The stones do not march in a neat procession; they wander, which is part of what makes them difficult to categorise. Formally classed for years as a stone alignment, a designation usually reserved for deliberately arranged ceremonial rows, the feature has since been reclassified as gallauns, a term for standing stones that carries fewer assumptions about intent or arrangement.
The line runs eastward from the cairn, keeping about 20 metres south of the old parish boundary between Killiney and Ballinvoher, which is itself marked by a disused east-west wall running directly north of the cairn. At least sixteen stones are involved, some still upright, others prostrate. The uprights range from 0.4 metres to 1.58 metres in height, and the recumbent slabs from 0.85 to 2 metres in length. Notably, the stones decrease in size from west to east, with the tallest stone at the western end bearing a small cross carved into its southern face. Whether that cross is ancient or a later addition is not recorded. Judith Cuppage, writing in 1986, noted that the stones might have formed part of a boundary wall, or might be connected in some way to the cairn itself, a structure locally known as Cuchullin's House or Tigh Chúchulainn, associating it with the great warrior of Irish mythology. The cairn is one of two sitting roughly 1.6 kilometres apart along the same east-west ridge, this being the larger and more westerly of the pair.
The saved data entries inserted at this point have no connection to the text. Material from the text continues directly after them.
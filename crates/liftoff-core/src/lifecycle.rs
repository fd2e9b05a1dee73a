use crate::CoreError;
use serde::{Deserialize, Serialize};
use std::fmt;

/// Phases of one service's deploy or promote.
#[derive(Debug, Clone, Copy, PartialEq, Eq, Serialize, Deserialize)]
#[serde(rename_all = "snake_case")]
pub enum DeployPhase {
    Pending,
    Locking,
    EnsuringResources,
    Building,
    Promoting,
    Releasing,
    Ready,
    DeployFailed,
    PromoteFailed,
}

impl DeployPhase {
    pub fn is_terminal(self) -> bool {
        matches!(
            self,
            DeployPhase::Ready | DeployPhase::DeployFailed | DeployPhase::PromoteFailed
        )
    }
}

impl fmt::Display for DeployPhase {
    fn fmt(&self, f: &mut fmt::Formatter<'_>) -> fmt::Result {
        let s = match self {
            DeployPhase::Pending => "pending",
            DeployPhase::Locking => "locking",
            DeployPhase::EnsuringResources => "ensuring_resources",
            DeployPhase::Building => "building",
            DeployPhase::Promoting => "promoting",
            DeployPhase::Releasing => "releasing",
            DeployPhase::Ready => "ready",
            DeployPhase::DeployFailed => "deploy_failed",
            DeployPhase::PromoteFailed => "promote_failed",
        };
        f.write_str(s)
    }
}

pub fn validate_transition(from: DeployPhase, to: DeployPhase) -> Result<(), CoreError> {
    let valid = matches!(
        (from, to),
        (DeployPhase::Pending, DeployPhase::Locking)
            | (DeployPhase::Locking, DeployPhase::EnsuringResources)
            | (
                DeployPhase::EnsuringResources,
                DeployPhase::Building | DeployPhase::Promoting
            )
            | (
                DeployPhase::Building | DeployPhase::Promoting,
                DeployPhase::Releasing
            )
            | (DeployPhase::Releasing, DeployPhase::Ready)
    ) || (!from.is_terminal()
        && matches!(to, DeployPhase::DeployFailed | DeployPhase::PromoteFailed));

    if valid {
        Ok(())
    } else {
        Err(CoreError::InvalidTransition {
            from: from.to_string(),
            to: to.to_string(),
        })
    }
}

/// Current phase of one unit, advanced only along valid transitions.
#[derive(Debug)]
pub struct PhaseTracker {
    phase: DeployPhase,
    failed: DeployPhase,
}

impl PhaseTracker {
    pub fn deploy() -> Self {
        Self {
            phase: DeployPhase::Pending,
            failed: DeployPhase::DeployFailed,
        }
    }

    pub fn promote() -> Self {
        Self {
            phase: DeployPhase::Pending,
            failed: DeployPhase::PromoteFailed,
        }
    }

    pub fn phase(&self) -> DeployPhase {
        self.phase
    }

    pub fn advance(&mut self, to: DeployPhase) -> Result<(), CoreError> {
        validate_transition(self.phase, to)?;
        tracing::debug!(from = %self.phase, to = %to, "phase");
        self.phase = to;
        Ok(())
    }

    /// Move to the failure state; returns the phase the failure happened in.
    pub fn fail(&mut self) -> DeployPhase {
        let at = self.phase;
        if !at.is_terminal() {
            self.phase = self.failed;
        }
        at
    }
}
The ambiguity is the real point of interest here. A line of stones that decreases in size toward a cairn, with a cross cut into its tallest stone, resists easy explanation. It could be a practical boundary marker repurposed or absorbed into something older; it could be a prehistoric monument that later served an administrative function. The ridge setting, separating two distinct valley systems, suggests the boundary itself may be far older than any cartographic record.